Abstract
3075
Introduction: Prostate-specific-membrane-antigen/positron-emission-tomography (PSMA-PET) has shown better performance compared to conventional imaging in detecting disease relapse in prostate cancer (Pca) patients with early biochemical recurrence, allowing for more accurate restaging and leading to management changes based on personalized image-guided treatments. A high rate of management changes driven by PSMA-PET is observed in patients with evidence of distant metastatic involvement.

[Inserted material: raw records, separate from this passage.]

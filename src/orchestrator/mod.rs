//! 编排层
//!
//! - `annotation_pipeline`：日记逐批标注、增量落盘
//! - `chunk_orchestrator`：待办事项分块并行协作

pub mod annotation_pipeline;
pub mod chunk_orchestrator;

pub use annotation_pipeline::{AnnotationPipeline, PipelineStats};
pub use chunk_orchestrator::{ChunkOrchestrator, ChunkStatus, OrchestrationReport};
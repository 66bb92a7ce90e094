//! 待办事项分块协作 - 编排层
//!
//! ## 职责
//!
//! 1. **加载**：读取待办事项 CSV，不存在时先建立只有表头的空文件
//! 2. **分块**：按固定行数切块，每块组建一份独立的参与者名单与会话
//! 3. **并发**：所有会话放入同一个 `JoinSet` 并行运行
//! 4. **合并**：等待全部结束后按块序号合并对话记录，只写一次输出文件
//!
//! 单个块失败只记录在报告里，不影响其他块的记录；取消时中止全部会话且不写文件。

use std::path::Path;
use tokio::task::JoinSet;
use tokio_util::sync::CancellationToken;
use tracing::{error, info, warn};

use crate::error::{AppError, AppResult, LlmError};
use crate::models::{BatchRange, ConversationMessage, TodoRow};
use crate::services::csv_sink::{initialize_todo_list, read_todo_rows, write_transcript};
use crate::utils::logging::log_chunks_loaded;
use crate::workflow::{RosterFactory, RoundRobinSession, SessionOutcome, SessionTranscript};

/// 单个块的执行结果
#[derive(Debug, Clone, PartialEq, Eq)]
pub enum ChunkStatus {
    Completed(SessionOutcome),
    Failed(String),
}

/// 一次协作运行的报告
#[derive(Debug, Clone, Default)]
pub struct OrchestrationReport {
    /// 待办事项总行数
    pub rows: usize,
    /// 按块序号排列
    pub chunks: Vec<ChunkStatus>,
    /// 合并后的消息条数
    pub messages: usize,
}

impl OrchestrationReport {
    pub fn failed(&self) -> usize {
        self.chunks
            .iter()
            .filter(|c| matches!(c, ChunkStatus::Failed(_)))
            .count()
    }
}

/// 分块协作编排器
pub struct ChunkOrchestrator {
    factory: RosterFactory,
    chunk_size: usize,
    sentinel: String,
    max_turns: usize,
}

impl ChunkOrchestrator {
    pub fn new(
        factory: RosterFactory,
        chunk_size: usize,
        sentinel: impl Into<String>,
        max_turns: usize,
    ) -> Self {
        Self {
            factory,
            chunk_size: chunk_size.max(1),
            sentinel: sentinel.into(),
            max_turns,
        }
    }

    /// 读取待办事项、运行全部会话，并把合并后的记录写入 `output`
    pub async fn run_file(
        &self,
        todo_path: impl AsRef<Path>,
        output: impl AsRef<Path>,
        cancel: &CancellationToken,
    ) -> AppResult<OrchestrationReport> {
        let todo_path = todo_path.as_ref();
        initialize_todo_list(todo_path)?;
        let rows = read_todo_rows(todo_path)?;

        let (transcript, report) = self.run(rows, cancel).await?;
        write_transcript(output, &transcript)?;
        Ok(report)
    }

    /// 运行全部会话，返回按块序号合并的对话记录
    pub async fn run(
        &self,
        rows: Vec<TodoRow>,
        cancel: &CancellationToken,
    ) -> AppResult<(Vec<ConversationMessage>, OrchestrationReport)> {
        let total = rows.len();
        let chunks: Vec<&[TodoRow]> = rows.chunks(self.chunk_size).collect();
        log_chunks_loaded(total, chunks.len(), self.chunk_size);

        let mut set: JoinSet<(usize, AppResult<SessionTranscript>)> = JoinSet::new();
        for (index, chunk) in chunks.iter().enumerate() {
            let range = BatchRange::new(index * self.chunk_size, chunk.len());
            let task = task_prompt(chunk, range, total);
            let session = RoundRobinSession::new(
                self.factory.build(),
                range,
                self.sentinel.clone(),
                self.max_turns,
            );
            let session_cancel = cancel.child_token();
            set.spawn(async move { (index, session.run(task, &session_cancel).await) });
        }

        let mut slots: Vec<Option<AppResult<SessionTranscript>>> =
            (0..chunks.len()).map(|_| None).collect();
        loop {
            let joined = tokio::select! {
                biased;
                _ = cancel.cancelled() => {
                    set.abort_all();
                    while set.join_next().await.is_some() {}
                    warn!("⚠️ 已取消，全部会话中止，不写入对话记录");
                    return Err(AppError::Cancelled);
                }
                joined = set.join_next() => joined,
            };
            match joined {
                None => break,
                Some(Ok((index, result))) => slots[index] = Some(result),
                Some(Err(e)) => error!("❌ 会话任务异常结束: {}", e),
            }
        }

        let mut transcript = Vec::new();
        let mut report = OrchestrationReport {
            rows: total,
            ..Default::default()
        };
        for (index, slot) in slots.into_iter().enumerate() {
            // 任务 panic 时拿不到块序号，对应的槽位为空
            let result = slot.unwrap_or_else(|| {
                Err(AppError::Llm(LlmError::SessionPanicked {
                    chunk_index: index,
                    message: "任务未返回结果".to_string(),
                }))
            });
            match result {
                Ok(session) => {
                    info!(
                        "✓ 第 {} 块完成: {:?}，{} 轮，{} 条消息",
                        index + 1,
                        session.outcome,
                        session.turns,
                        session.messages.len()
                    );
                    report.chunks.push(ChunkStatus::Completed(session.outcome));
                    transcript.extend(session.messages);
                }
                Err(e) => {
                    error!("❌ 第 {} 块失败: {}", index + 1, e);
                    report.chunks.push(ChunkStatus::Failed(e.to_string()));
                }
            }
        }
        report.messages = transcript.len();
        Ok((transcript, report))
    }
}

/// 组建一个块的任务提示词
fn task_prompt(chunk: &[TodoRow], range: BatchRange, total: usize) -> String {
    let data: Vec<serde_json::Value> = chunk.iter().map(TodoRow::to_json).collect();
    let data = serde_json::Value::Array(data).to_string();
    format!(
        "目前正在處理第 {} 至 {} 筆待辦事項（共 {} 筆）。\n\
         以下為該批次資料:\n{}\n\n\
         請根據以上待辦事項，進行以下分析與建議：\n\
         \u{20}\u{20}1. 排定優先順序，確保重要且緊急的任務被優先完成；\n\
         \u{20}\u{20}2. 利用 web_surfer 搜尋最新的時間管理與工作效率提升技巧，\n\
         \u{20}\u{20}\u{20}\u{20}\u{20}並將搜尋結果整合進回覆中；\n\
         \u{20}\u{20}3. 提供最佳執行策略，幫助使用者更高效完成待辦事項。\n\
         請各代理人協同合作，提供完整且有幫助的建議。",
        range.start, range.end, total, data
    )
}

These patients should thus be promptly identified and recommended for a PSMA-PET scan.Therefore, the aim of this study was to identify predictors of distant metastases (nodal M1a, skeletal M1b or visceral M1c) at PSMA-PET in early-recurrent hormone-sensitive Pca (HSPC) patients.

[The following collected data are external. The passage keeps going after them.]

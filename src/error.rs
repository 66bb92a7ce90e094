use thiserror::Error;

/// 应用程序错误类型
#[derive(Debug, Error)]
pub enum AppError {
    /// 文件操作错误
    #[error("文件错误: {0}")]
    File(#[from] FileError),
    /// LLM 服务错误
    #[error("LLM错误: {0}")]
    Llm(#[from] LlmError),
    /// 配置错误
    #[error("配置错误: {0}")]
    Config(#[from] ConfigError),
    /// 任务被取消
    #[error("运行已取消")]
    Cancelled,
}

/// 文件操作错误
#[derive(Debug, Error)]
pub enum FileError {
    /// 文件不存在
    #[error("文件不存在: {path}")]
    NotFound { path: String },
    /// 读取文件失败
    #[error("读取文件失败 ({path}): {source}")]
    ReadFailed {
        path: String,
        #[source]
        source: Box<dyn std::error::Error + Send + Sync>,
    },
    /// 写入文件失败
    #[error("写入文件失败 ({path}): {source}")]
    WriteFailed {
        path: String,
        #[source]
        source: Box<dyn std::error::Error + Send + Sync>,
    },
    /// 删除文件失败
    #[error("删除文件失败 ({path}): {source}")]
    DeleteFailed {
        path: String,
        #[source]
        source: Box<dyn std::error::Error + Send + Sync>,
    },
    /// CSV 格式错误
    #[error("CSV解析失败 ({path}): {source}")]
    CsvParseFailed {
        path: String,
        #[source]
        source: Box<dyn std::error::Error + Send + Sync>,
    },
    /// TOML 解析失败
    #[error("TOML解析失败 ({path}): {source}")]
    TomlParseFailed {
        path: String,
        #[source]
        source: Box<dyn std::error::Error + Send + Sync>,
    },
}

/// LLM 服务错误
#[derive(Debug, Error)]
pub enum LlmError {
    /// 服务端拒绝请求（凭证、权限或请求格式问题），不可通过重试恢复
    #[error("LLM请求被拒绝 (模型: {model}): {message}")]
    Rejected { model: String, message: String },
    /// 对话任务异常退出
    #[error("第 {chunk_index} 块的对话任务异常退出: {message}")]
    SessionPanicked { chunk_index: usize, message: String },
}

/// 配置错误
#[derive(Debug, Error)]
pub enum ConfigError {
    /// 环境变量解析失败
    #[error("环境变量 {var_name} 解析失败: 值 '{value}' 无法转换为 {expected_type}")]
    EnvVarParseFailed {
        var_name: String,
        value: String,
        expected_type: String,
    },
    /// 环境变量不存在
    #[error("环境变量 {var_name} 不存在")]
    EnvVarNotFound { var_name: String },
    /// 配置值无效
    #[error("配置项 {key} 无效: {reason}")]
    InvalidValue { key: String, reason: String },
}

// ========== 从常见错误类型转换 ==========

impl From<std::io::Error> for AppError {
    fn from(err: std::io::Error) -> Self {
        AppError::File(FileError::ReadFailed {
            path: String::new(),
            source: Box::new(err),
        })
    }
}

impl From<csv::Error> for AppError {
    fn from(err: csv::Error) -> Self {
        AppError::File(FileError::CsvParseFailed {
            path: String::new(),
            source: Box::new(err),
        })
    }
}

// ========== 便捷构造函数 ==========

impl AppError {
    /// 创建文件不存在错误
    pub fn file_not_found(path: impl Into<String>) -> Self {
        AppError::File(FileError::NotFound { path: path.into() })
    }

    /// 创建文件读取错误
    pub fn file_read_failed(
        path: impl Into<String>,
        source: impl std::error::Error + Send + Sync + 'static,
    ) -> Self {
        AppError::File(FileError::ReadFailed {
            path: path.into(),
            source: Box::new(source),
        })
    }

    /// 创建文件写入错误
    pub fn file_write_failed(
        path: impl Into<String>,
        source: impl std::error::Error + Send + Sync + 'static,
    ) -> Self {
        AppError::File(FileError::WriteFailed {
            path: path.into(),
            source: Box::new(source),
        })
    }

    /// 创建 CSV 解析错误
    pub fn csv_parse_failed(
        path: impl Into<String>,
        source: impl std::error::Error + Send + Sync + 'static,
    ) -> Self {
        AppError::File(FileError::CsvParseFailed {
            path: path.into(),
            source: Box::new(source),
        })
    }

    /// 创建缺少环境变量错误
    pub fn env_var_not_found(var_name: impl Into<String>) -> Self {
        AppError::Config(ConfigError::EnvVarNotFound {
            var_name: var_name.into(),
        })
    }

    /// 是否因缺少环境变量（如凭证）而失败
    pub fn is_missing_env_var(&self) -> bool {
        matches!(self, AppError::Config(ConfigError::EnvVarNotFound { .. }))
    }
}

// ========== Result 类型别名 ==========

/// 应用程序结果类型
pub type AppResult<T> = Result<T, AppError>;

#[cfg(test)]
mod tests {
    use super::*;

    #[test]
    fn test_missing_credential_is_missing_env_var() {
        let err = AppError::env_var_not_found("GEMINI_API_KEY");
        assert!(err.is_missing_env_var());
        assert_eq!(
            err.to_string(),
            "配置错误: 环境变量 GEMINI_API_KEY 不存在"
        );
    }

    #[test]
    fn test_other_config_errors_are_not_missing_env_var() {
        let invalid = AppError::Config(ConfigError::InvalidValue {
            key: "batch_size".to_string(),
            reason: "必须大于 0".to_string(),
        });
        let unparsable = AppError::Config(ConfigError::EnvVarParseFailed {
            var_name: "MAX_TURNS".to_string(),
            value: "many".to_string(),
            expected_type: "usize".to_string(),
        });
        assert!(!invalid.is_missing_env_var());
        assert!(!unparsable.is_missing_env_var());
        assert!(!AppError::file_not_found("diary.txt").is_missing_env_var());
    }

    #[test]
    fn test_missing_input_names_path() {
        let err = AppError::file_not_found("diary.txt");
        assert!(err.to_string().contains("diary.txt"));
    }
}
mod common;

use std::sync::Arc;
use std::time::Duration;
use tempfile::TempDir;
use tokio_test::{assert_err, assert_ok};
use tokio_util::sync::CancellationToken;

use common::{read_csv_rows, ScriptedTransport};
use diary_agents::clients::TransportError;
use diary_agents::error::{AppError, LlmError};
use diary_agents::orchestrator::AnnotationPipeline;
use diary_agents::services::{AnnotationClient, AnnotationSink, BatchPromptBuilder};
use diary_agents::workflow::BatchProcessor;

fn pipeline(transport: Arc<ScriptedTransport>, batch_size: usize) -> AnnotationPipeline {
    let processor = BatchProcessor::new(
        AnnotationClient::new(transport),
        BatchPromptBuilder::default(),
    );
    AnnotationPipeline::new(processor, batch_size, Duration::ZERO)
}

fn blank_row(record: &str) -> Vec<String> {
    std::iter::once(record.to_string())
        .chain(std::iter::repeat(String::new()).take(7))
        .collect()
}

#[tokio::test]
async fn test_three_records_in_batches_of_two() {
    let dir = TempDir::new().unwrap();
    let output = dir.path().join("processed_diary.csv");
    let transport = ScriptedTransport::new(vec![
        Ok("```json\n{\"積極行為\": \"1\"}\n```\n-----\n{}"),
        Ok("{\"情感負向\": \"1\", \"反思\": \"1\"}"),
    ]);
    let records = ["I ran 5km today.", "", "Felt anxious about work."];

    let stats = pipeline(transport.clone(), 2)
        .run(&records, AnnotationSink::create(&output).unwrap(), &CancellationToken::new())
        .await
        .unwrap();

    assert_eq!(stats.batches, 2);
    assert_eq!(stats.written, 3);
    assert_eq!(stats.blank_rows, 1);
    assert!(!stats.cancelled);

    let rows = read_csv_rows(&output);
    assert_eq!(rows.len(), 4);
    assert_eq!(
        rows[0],
        vec!["日記", "情感正向", "情感負向", "情感中立", "積極行為", "消極行為", "反思", "目標設置"]
    );
    assert_eq!(rows[1], vec!["I ran 5km today.", "", "", "", "1", "", "", ""]);
    assert_eq!(rows[2], blank_row(""));
    assert_eq!(rows[3], vec!["Felt anxious about work.", "", "1", "", "", "", "1", ""]);

    let requests = transport.requests();
    assert_eq!(requests.len(), 2);
    assert!(requests[0].last_content().ends_with("I ran 5km today.\n-----\n"));
    assert!(requests[1].last_content().ends_with("Felt anxious about work."));
}

#[tokio::test]
async fn test_transient_failure_fills_defaults_and_continues() {
    let dir = TempDir::new().unwrap();
    let output = dir.path().join("out.csv");
    let transport = ScriptedTransport::new(vec![
        Err(TransportError::ServiceUnavailable("503 overloaded".into())),
        Ok("{\"目標設置\": \"1\"}"),
    ]);
    let records = ["第一篇", "第二篇", "第三篇"];

    let stats = assert_ok!(
        pipeline(transport, 2)
            .run(&records, AnnotationSink::create(&output).unwrap(), &CancellationToken::new())
            .await
    );

    assert_eq!(stats.default_filled, 1);
    assert_eq!(stats.blank_rows, 2);
    let rows = read_csv_rows(&output);
    assert_eq!(rows[1], blank_row("第一篇"));
    assert_eq!(rows[2], blank_row("第二篇"));
    assert_eq!(rows[3][7], "1");
}

#[tokio::test]
async fn test_timeout_is_treated_as_transient() {
    let dir = TempDir::new().unwrap();
    let output = dir.path().join("out.csv");
    let transport =
        ScriptedTransport::new(vec![Err(TransportError::Timeout(Duration::from_secs(120)))]);

    let stats = pipeline(transport, 5)
        .run(&["一篇"], AnnotationSink::create(&output).unwrap(), &CancellationToken::new())
        .await
        .unwrap();

    assert_eq!(stats.default_filled, 1);
    assert_eq!(read_csv_rows(&output)[1], blank_row("一篇"));
}

#[tokio::test]
async fn test_rejected_call_aborts_after_persisted_batches() {
    let dir = TempDir::new().unwrap();
    let output = dir.path().join("out.csv");
    let transport = ScriptedTransport::new(vec![
        Ok("{\"情感正向\": \"1\"}\n-----\n{\"情感中立\": \"1\"}"),
        Err(TransportError::Rejected("API key not valid".into())),
    ]);
    let records = ["a", "b", "c", "d"];

    let err = assert_err!(
        pipeline(transport, 2)
            .run(&records, AnnotationSink::create(&output).unwrap(), &CancellationToken::new())
            .await
    );
    assert!(matches!(err, AppError::Llm(LlmError::Rejected { .. })));

    // 第一批已经落盘
    let rows = read_csv_rows(&output);
    assert_eq!(rows.len(), 3);
    assert_eq!(rows[1][0], "a");
    assert_eq!(rows[1][1], "1");
    assert_eq!(rows[2][0], "b");
    assert_eq!(rows[2][3], "1");
}

#[tokio::test]
async fn test_fragment_shortfall_is_padded() {
    let dir = TempDir::new().unwrap();
    let output = dir.path().join("out.csv");
    let transport = ScriptedTransport::new(vec![Ok("{\"反思\": \"1\"}")]);

    let stats = pipeline(transport, 3)
        .run(&["x", "y", "z"], AnnotationSink::create(&output).unwrap(), &CancellationToken::new())
        .await
        .unwrap();

    assert_eq!(stats.realigned, 1);
    assert_eq!(stats.written, 3);
    let rows = read_csv_rows(&output);
    assert_eq!(rows[1][6], "1");
    assert_eq!(rows[3], blank_row("z"));
}

#[tokio::test]
async fn test_cancelled_run_writes_only_header() {
    let dir = TempDir::new().unwrap();
    let output = dir.path().join("out.csv");
    let transport = ScriptedTransport::new(vec![Ok("{}")]);
    let cancel = CancellationToken::new();
    cancel.cancel();

    let stats = pipeline(transport.clone(), 2)
        .run(&["a", "b"], AnnotationSink::create(&output).unwrap(), &cancel)
        .await
        .unwrap();

    assert!(stats.cancelled);
    assert_eq!(stats.written, 0);
    assert!(transport.requests().is_empty());
    assert_eq!(read_csv_rows(&output).len(), 1);
}

#[tokio::test]
async fn test_existing_output_is_replaced() {
    let dir = TempDir::new().unwrap();
    let output = dir.path().join("out.csv");
    std::fs::write(&output, "old,content\n").unwrap();
    let transport = ScriptedTransport::new(vec![Ok("{}")]);

    pipeline(transport, 5)
        .run(&["new"], AnnotationSink::create(&output).unwrap(), &CancellationToken::new())
        .await
        .unwrap();

    let rows = read_csv_rows(&output);
    assert_eq!(rows.len(), 2);
    assert_eq!(rows[1][0], "new");
}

Methods: A retrospective analysis was conducted on four hundred forty-three (443) 68Ga-PSMA-11 PET/CT scans performed between November 2016 and December 2021 at our institution. According to guidelines, Pca patients undergoing PSMA-PET were hormone-sensitive, hormone-therapy free, previously treated with radical intent (radiotherapy or radical-prostatectomy ± salvage-RT) and had proven biochemical recurrence or persistence (BCR/BCP).For each patient, the collected data included information about disease staging, histopathologic grading, primary and salvage treatments, and kinetics of prostate-specific antigen (PSA). The association between clinical parameters and distant metastases (M1a/b/c) at imaging was analyzed using the Mann-Whitney/Fisher’s exact tests and a complete series of uni-/multi-variate binary logistic regression models.

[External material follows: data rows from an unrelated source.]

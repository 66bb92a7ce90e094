pub mod annotation;
pub mod conversation;
pub mod schema;
pub mod todo;

pub use annotation::AnnotationResult;
pub use conversation::{BatchRange, ConversationMessage, TokenUsage};
pub use schema::AnnotationItem;
pub use todo::TodoRow;
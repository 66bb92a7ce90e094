use serde::{Deserialize, Serialize};

/// 待办事项文件的表头
pub const TODO_HEADERS: [&str; 4] = ["任務名稱", "截止時間", "重要性", "狀態"];

/// 待办事项的一行
#[derive(Debug, Clone, PartialEq, Eq, Serialize, Deserialize)]
pub struct TodoRow {
    #[serde(rename = "任務名稱", default)]
    pub task_name: String,
    #[serde(rename = "截止時間", default)]
    pub deadline: String,
    #[serde(rename = "重要性", default)]
    pub importance: String,
    #[serde(rename = "狀態", default)]
    pub status: String,
}

impl TodoRow {
    /// 以表头为键的 JSON 对象，供提示词使用
    pub fn to_json(&self) -> serde_json::Value {
        let values = [
            &self.task_name,
            &self.deadline,
            &self.importance,
            &self.status,
        ];
        let map: serde_json::Map<String, serde_json::Value> = TODO_HEADERS
            .iter()
            .zip(values)
            .map(|(key, value)| (key.to_string(), serde_json::Value::from(value.as_str())))
            .collect();
        serde_json::Value::Object(map)
    }
}
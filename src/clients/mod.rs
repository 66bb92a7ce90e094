pub mod llm_client;
pub mod web_search;

pub use llm_client::{
    ChatRequest, ChatRole, ChatTurn, ModelReply, ModelTransport, OpenAiTransport, TransportError,
};
pub use web_search::{DuckDuckGoSearch, SearchError, SearchHit, WebSearch};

Results: Patients’ median PSA at the time of PSMA-PET scan was 0.60 [IQR:0.38–1.04] ng/mL. PSMA-PET successfully localized disease recurrence in 42.0% (186/443) of cases. Locoregional relapse (prostate bed or pelvic LNs) was detected in 21.0% (93/443) of cases. Metastatic involvement (M1a/b/c) was present in 17.6% (78/443) of cases: 7.7% (34/443) nodal (M1a), 9.9% (44/443) skeletal (M1b) and 2.5% (11/443) visceral (M1c). 80.8% (63/78) of metastatic cases were oligometastatic (≤ 3 PSMA-positive lesions).A significant association with distant metastases (M1a/b/c) at PSMA-PET was demonstrated for T-stage (≥ 3a, p=0.001), ISUP-grade 5 (p=0.001), clinical-setting (previous salvage-RT or BCP vs first-time BCR, p<0.001), PSA doubling-time (PSAdt, p<0.001) and PSA value at PET-scan (p<0.001).At univariate binary logistic regression analysis, T-stage (≥ 3a), ISUP-grade 5, clinical-setting (previous salvage-RT or BCP) and PSAdt were proven to be significant predictors of metastatic involvement (M1a/b/c). These results were confirmed also by the multivariate model (accuracy: 67.4% - Nagelkerke R2: 17%): T-stage (OR:1.92; 95CI%:1.04-3.58; p=0.039), ISUP-grade (OR:2.14; 95CI%:1.09-4.23; p=0.028), clinical setting (OR:2.82; 95CI%:1.58-5.04; p<0.001), and PSAdt (OR:0.95; 95CI%:0.92-0.99; p=0.012).
Conclusions: T-stage (≥3a), ISUP grade (5), clinical setting (previous salvage-RT or BCP), and PSAdt were found to be significant predictors of distant metastatic involvement (M1a/b/c), with a 5% risk increment for each single-unit decrement of PSAdt. These parameters could help to stratify early-BCR/BCP HSPC-patients according to the likelihood of distant metastases, in order to refine the indication for PSMA-PET.